**Assignment**: Please set down every record exactly as it appears below.

---------- Source data

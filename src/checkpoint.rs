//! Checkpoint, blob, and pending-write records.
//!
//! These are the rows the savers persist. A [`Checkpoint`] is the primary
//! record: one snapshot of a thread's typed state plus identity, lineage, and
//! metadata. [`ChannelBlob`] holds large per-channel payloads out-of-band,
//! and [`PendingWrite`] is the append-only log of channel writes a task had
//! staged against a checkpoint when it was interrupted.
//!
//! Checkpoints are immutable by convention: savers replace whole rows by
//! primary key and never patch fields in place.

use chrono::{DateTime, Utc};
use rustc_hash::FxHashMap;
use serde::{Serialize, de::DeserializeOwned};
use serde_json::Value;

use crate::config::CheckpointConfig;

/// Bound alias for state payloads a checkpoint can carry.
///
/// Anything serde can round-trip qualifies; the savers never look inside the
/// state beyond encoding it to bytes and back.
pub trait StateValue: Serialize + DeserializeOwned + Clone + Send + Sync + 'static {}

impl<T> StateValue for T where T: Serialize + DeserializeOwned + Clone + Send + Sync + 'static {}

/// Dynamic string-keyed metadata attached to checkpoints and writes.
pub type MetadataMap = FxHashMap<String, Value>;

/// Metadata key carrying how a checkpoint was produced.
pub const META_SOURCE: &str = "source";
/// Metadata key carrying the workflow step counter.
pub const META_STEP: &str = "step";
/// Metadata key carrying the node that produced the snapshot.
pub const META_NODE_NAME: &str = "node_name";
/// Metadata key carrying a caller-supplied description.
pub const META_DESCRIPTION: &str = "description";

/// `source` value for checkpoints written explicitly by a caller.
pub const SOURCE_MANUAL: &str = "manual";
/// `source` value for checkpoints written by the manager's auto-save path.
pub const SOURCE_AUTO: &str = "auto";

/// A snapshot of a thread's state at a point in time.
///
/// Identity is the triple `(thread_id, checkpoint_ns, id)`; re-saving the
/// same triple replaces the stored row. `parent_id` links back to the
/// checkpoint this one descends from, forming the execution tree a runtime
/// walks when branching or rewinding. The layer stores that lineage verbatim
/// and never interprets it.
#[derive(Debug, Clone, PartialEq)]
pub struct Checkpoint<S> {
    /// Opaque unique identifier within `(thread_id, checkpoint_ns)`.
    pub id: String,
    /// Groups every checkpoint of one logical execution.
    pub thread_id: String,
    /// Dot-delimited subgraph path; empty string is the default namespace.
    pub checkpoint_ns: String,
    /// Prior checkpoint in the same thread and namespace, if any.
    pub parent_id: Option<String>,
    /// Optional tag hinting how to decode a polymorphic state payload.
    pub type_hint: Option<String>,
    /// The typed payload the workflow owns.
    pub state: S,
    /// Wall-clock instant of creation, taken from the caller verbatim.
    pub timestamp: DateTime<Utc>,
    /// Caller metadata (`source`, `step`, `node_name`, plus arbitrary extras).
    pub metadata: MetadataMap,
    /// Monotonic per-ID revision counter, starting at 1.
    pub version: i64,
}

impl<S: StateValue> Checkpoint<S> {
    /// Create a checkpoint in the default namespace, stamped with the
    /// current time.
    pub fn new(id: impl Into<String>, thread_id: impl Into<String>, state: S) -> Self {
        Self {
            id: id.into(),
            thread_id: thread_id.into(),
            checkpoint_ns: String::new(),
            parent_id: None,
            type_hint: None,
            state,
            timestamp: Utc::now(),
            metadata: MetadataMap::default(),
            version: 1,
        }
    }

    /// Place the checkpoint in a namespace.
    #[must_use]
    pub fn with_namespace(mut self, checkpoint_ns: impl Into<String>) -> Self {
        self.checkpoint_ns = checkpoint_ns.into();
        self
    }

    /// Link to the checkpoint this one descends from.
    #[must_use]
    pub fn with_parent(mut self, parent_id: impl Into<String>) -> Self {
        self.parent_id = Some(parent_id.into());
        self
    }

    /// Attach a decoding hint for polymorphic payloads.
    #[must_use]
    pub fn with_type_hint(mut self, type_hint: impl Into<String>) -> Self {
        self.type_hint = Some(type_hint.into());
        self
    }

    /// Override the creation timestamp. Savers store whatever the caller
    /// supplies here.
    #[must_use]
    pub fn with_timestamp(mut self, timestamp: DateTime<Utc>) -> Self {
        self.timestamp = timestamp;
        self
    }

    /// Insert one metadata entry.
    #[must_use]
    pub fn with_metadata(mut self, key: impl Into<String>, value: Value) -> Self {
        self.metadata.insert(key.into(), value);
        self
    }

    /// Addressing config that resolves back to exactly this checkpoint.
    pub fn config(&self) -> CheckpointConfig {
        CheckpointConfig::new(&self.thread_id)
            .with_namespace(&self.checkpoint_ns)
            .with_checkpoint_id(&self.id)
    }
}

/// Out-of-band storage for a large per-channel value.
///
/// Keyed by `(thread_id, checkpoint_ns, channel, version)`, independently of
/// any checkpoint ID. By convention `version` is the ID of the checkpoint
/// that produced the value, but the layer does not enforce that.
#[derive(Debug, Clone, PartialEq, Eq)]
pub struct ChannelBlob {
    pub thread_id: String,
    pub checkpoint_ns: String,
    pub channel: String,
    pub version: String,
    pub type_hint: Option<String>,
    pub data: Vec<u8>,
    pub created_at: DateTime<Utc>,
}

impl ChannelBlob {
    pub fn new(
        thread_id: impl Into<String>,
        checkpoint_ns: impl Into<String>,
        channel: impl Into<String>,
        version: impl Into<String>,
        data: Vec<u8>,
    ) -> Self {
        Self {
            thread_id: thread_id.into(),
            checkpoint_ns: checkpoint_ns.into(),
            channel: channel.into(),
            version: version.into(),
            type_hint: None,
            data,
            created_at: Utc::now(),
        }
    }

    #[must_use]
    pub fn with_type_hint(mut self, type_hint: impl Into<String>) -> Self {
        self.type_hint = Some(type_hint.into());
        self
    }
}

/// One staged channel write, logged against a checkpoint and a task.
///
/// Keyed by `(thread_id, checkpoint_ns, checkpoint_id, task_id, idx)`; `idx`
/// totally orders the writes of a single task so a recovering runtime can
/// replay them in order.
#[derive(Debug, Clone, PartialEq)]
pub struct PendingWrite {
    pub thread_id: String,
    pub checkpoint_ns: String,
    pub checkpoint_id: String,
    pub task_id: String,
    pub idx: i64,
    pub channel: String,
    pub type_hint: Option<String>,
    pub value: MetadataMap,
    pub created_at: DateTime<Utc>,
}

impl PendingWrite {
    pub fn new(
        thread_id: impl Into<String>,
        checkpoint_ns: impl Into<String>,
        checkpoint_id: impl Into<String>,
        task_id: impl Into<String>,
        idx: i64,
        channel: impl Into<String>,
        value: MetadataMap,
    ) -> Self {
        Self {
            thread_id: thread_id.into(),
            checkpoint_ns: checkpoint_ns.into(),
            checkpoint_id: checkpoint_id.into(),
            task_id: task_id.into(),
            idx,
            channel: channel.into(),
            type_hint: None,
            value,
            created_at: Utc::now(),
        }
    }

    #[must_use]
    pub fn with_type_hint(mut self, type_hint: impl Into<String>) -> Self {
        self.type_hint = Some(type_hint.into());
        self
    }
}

--------------------

**Result of the exercise**:
filename src/checkpoint.rs
//! Checkpoint, blob, and pending-write records.
//!
//! These are the rows the savers persist. A [`Checkpoint`] is the primary
//! record: one snapshot of a thread's typed state plus identity, lineage, and
//! metadata. [`ChannelBlob`] holds large per-channel payloads out-of-band,
//! and [`PendingWrite`] is the append-only log of channel writes a task had
//! staged against a checkpoint when it was interrupted.
//!
//! Checkpoints are immutable by convention: savers replace whole rows by
//! primary key and never patch fields in place.

use chrono::{DateTime, Utc};
use rustc_hash::FxHashMap;
use serde::{Serialize, de::DeserializeOwned};
use serde_json::Value;

use crate::config::CheckpointConfig;

/// Bound alias for state payloads a checkpoint can carry.
///
/// Anything serde can round-trip qualifies; the savers never look inside the
/// state beyond encoding it to bytes and back.
pub trait StateValue: Serialize + DeserializeOwned + Clone + Send + Sync + 'static {}

impl<T> StateValue for T where T: Serialize + DeserializeOwned + Clone + Send + Sync + 'static {}

/// Dynamic string-keyed metadata attached to checkpoints and writes.
pub type MetadataMap = FxHashMap<String, Value>;

/// Metadata key carrying how a checkpoint was produced.
pub const META_SOURCE: &str = "source";
/// Metadata key carrying the workflow step counter.
pub const META_STEP: &str = "step";
/// Metadata key carrying the node that produced the snapshot.
pub const META_NODE_NAME: &str = "node_name";
/// Metadata key carrying a caller-supplied description.
pub const META_DESCRIPTION: &str = "description";

/// `source` value for checkpoints written explicitly by a caller.
pub const SOURCE_MANUAL: &str = "manual";
/// `source` value for checkpoints written by the manager's auto-save path.
pub const SOURCE_AUTO: &str = "auto";

/// A snapshot of a thread's state at a point in time.
///
/// Identity is the triple `(thread_id, checkpoint_ns, id)`; re-saving the
/// same triple replaces the stored row. `parent_id` links back to the
/// checkpoint this one descends from, forming the execution tree a runtime
/// walks when branching or rewinding. The layer stores that lineage verbatim
/// and never interprets it.
#[derive(Debug, Clone, PartialEq)]
pub struct Checkpoint<S> {
    /// Opaque unique identifier within `(thread_id, checkpoint_ns)`.
    pub id: String,
    /// Groups every checkpoint of one logical execution.
    pub thread_id: String,
    /// Dot-delimited subgraph path; empty string is the default namespace.
    pub checkpoint_ns: String,
    /// Prior checkpoint in the same thread and namespace, if any.
    pub parent_id: Option<String>,
    /// Optional tag hinting how to decode a polymorphic state payload.
    pub type_hint: Option<String>,
    /// The typed payload the workflow owns.
    pub state: S,
    /// Wall-clock instant of creation, taken from the caller verbatim.
    pub timestamp: DateTime<Utc>,
    /// Caller metadata (`source`, `step`, `node_name`, plus arbitrary extras).
    pub metadata: MetadataMap,
    /// Monotonic per-ID revision counter, starting at 1.
    pub version: i64,
}

impl<S: StateValue> Checkpoint<S> {
    /// Create a checkpoint in the default namespace, stamped with the
    /// current time.
    pub fn new(id: impl Into<String>, thread_id: impl Into<String>, state: S) -> Self {
        Self {
            id: id.into(),
            thread_id: thread_id.into(),
            checkpoint_ns: String::new(),
            parent_id: None,
            type_hint: None,
            state,
            timestamp: Utc::now(),
            metadata: MetadataMap::default(),
            version: 1,
        }
    }

    /// Place the checkpoint in a namespace.
    #[must_use]
    pub fn with_namespace(mut self, checkpoint_ns: impl Into<String>) -> Self {
        self.checkpoint_ns = checkpoint_ns.into();
        self
    }

    /// Link to the checkpoint this one descends from.
    #[must_use]
    pub fn with_parent(mut self, parent_id: impl Into<String>) -> Self {
        self.parent_id = Some(parent_id.into());
        self
    }

    /// Attach a decoding hint for polymorphic payloads.
    #[must_use]
    pub fn with_type_hint(mut self, type_hint: impl Into<String>) -> Self {
        self.type_hint = Some(type_hint.into());
        self
    }

    /// Override the creation timestamp. Savers store whatever the caller
    /// supplies here.
    #[must_use]
    pub fn with_timestamp(mut self, timestamp: DateTime<Utc>) -> Self {
        self.timestamp = timestamp;
        self
    }

    /// Insert one metadata entry.
    #[must_use]
    pub fn with_metadata(mut self, key: impl Into<String>, value: Value) -> Self {
        self.metadata.insert(key.into(), value);
        self
    }

    /// Addressing config that resolves back to exactly this checkpoint.
    pub fn config(&self) -> CheckpointConfig {
        CheckpointConfig::new(&self.thread_id)
            .with_namespace(&self.checkpoint_ns)
            .with_checkpoint_id(&self.id)
    }
}

/// Out-of-band storage for a large per-channel value.
///
/// Keyed by `(thread_id, checkpoint_ns, channel, version)`, independently of
/// any checkpoint ID. By convention `version` is the ID of the checkpoint
/// that produced the value, but the layer does not enforce that.
#[derive(Debug, Clone, PartialEq, Eq)]
pub struct ChannelBlob {
    pub thread_id: String,
    pub checkpoint_ns: String,
    pub channel: String,
    pub version: String,
    pub type_hint: Option<String>,
    pub data: Vec<u8>,
    pub created_at: DateTime<Utc>,
}

impl ChannelBlob {
    pub fn new(
        thread_id: impl Into<String>,
        checkpoint_ns: impl Into<String>,
        channel: impl Into<String>,
        version: impl Into<String>,
        data: Vec<u8>,
    ) -> Self {
        Self {
            thread_id: thread_id.into(),
            checkpoint_ns: checkpoint_ns.into(),
            channel: channel.into(),
            version: version.into(),
            type_hint: None,
            data,
            created_at: Utc::now(),
        }
    }

    #[must_use]
    pub fn with_type_hint(mut self, type_hint: impl Into<String>) -> Self {
        self.type_hint = Some(type_hint.into());
        self
    }
}

/// One staged channel write, logged against a checkpoint and a task.
///
/// Keyed by `(thread_id, checkpoint_ns, checkpoint_id, task_id, idx)`; `idx`
/// totally orders the writes of a single task so a recovering runtime can
/// replay them in order.
#[derive(Debug, Clone, PartialEq)]
pub struct PendingWrite {
    pub thread_id: String,
    pub checkpoint_ns: String,
    pub checkpoint_id: String,
    pub task_id: String,
    pub idx: i64,
    pub channel: String,
    pub type_hint: Option<String>,
    pub value: MetadataMap,
    pub created_at: DateTime<Utc>,
}

impl PendingWrite {
    pub fn new(
        thread_id: impl Into<String>,
        checkpoint_ns: impl Into<String>,
        checkpoint_id: impl Into<String>,
        task_id: impl Into<String>,
        idx: i64,
        channel: impl Into<String>,
        value: MetadataMap,
    ) -> Self {
        Self {
            thread_id: thread_id.into(),
            checkpoint_ns: checkpoint_ns.into(),
            checkpoint_id: checkpoint_id.into(),
            task_id: task_id.into(),
            idx,
            channel: channel.into(),
            type_hint: None,
            value,
            created_at: Utc::now(),
        }
    }

    #[must_use]
    pub fn with_type_hint(mut self, type_hint: impl Into<String>) -> Self {
        self.type_hint = Some(type_hint.into());
        self
    }
}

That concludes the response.